Scan the records for lines with the word "super", and copy every such line.

━━━━━ Material provided

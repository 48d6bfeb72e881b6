//! Check stage.

use super::output::DerivedSheet;
use super::working::{Dirty, WorkingSheet};
use crate::items::ItemSet;

/// `base = linked attribute total`, `total = base + mod`.
pub(super) fn refresh(sheet: &mut DerivedSheet) {
    let attributes = &sheet.attributes;
    for check in sheet.checks.values_mut() {
        check.refresh(attributes);
    }
}

/// Add race check deltas once, then refresh every check.
pub(super) fn apply(work: &mut WorkingSheet<'_>, items: &ItemSet) {
    if let Some(race) = items.race() {
        for (key, delta) in &race.check_modifiers {
            work.sheet.checks.get_mut(*key).modifier += *delta;
        }
    }
    work.mark(Dirty::CHECKS);
    work.settle();
}
//! Content loaders for reading character data from files.

pub mod character;
pub mod config;
pub mod factory;

pub use character::{CharacterFile, CharacterLoader};
pub use config::ConfigLoader;
pub use factory::ContentFactory;

use std::path::Path;

/// Common result type for loaders.
pub type LoadResult<T> = anyhow::Result<T>;

/// Helper function to read file contents.
pub(crate) fn read_file(path: &Path) -> LoadResult<String> {
    std::fs::read_to_string(path)
        .map_err(|e| anyhow::anyhow!("Failed to read file {}: {}", path.display(), e))
}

━━━━━━━━━━

Solution to this task:
use super::output::DerivedSheet;
use super::working::{Dirty, WorkingSheet};
pub(super) fn refresh(sheet: &mut DerivedSheet) {
pub(super) fn apply(work: &mut WorkingSheet<'_>, items: &ItemSet) {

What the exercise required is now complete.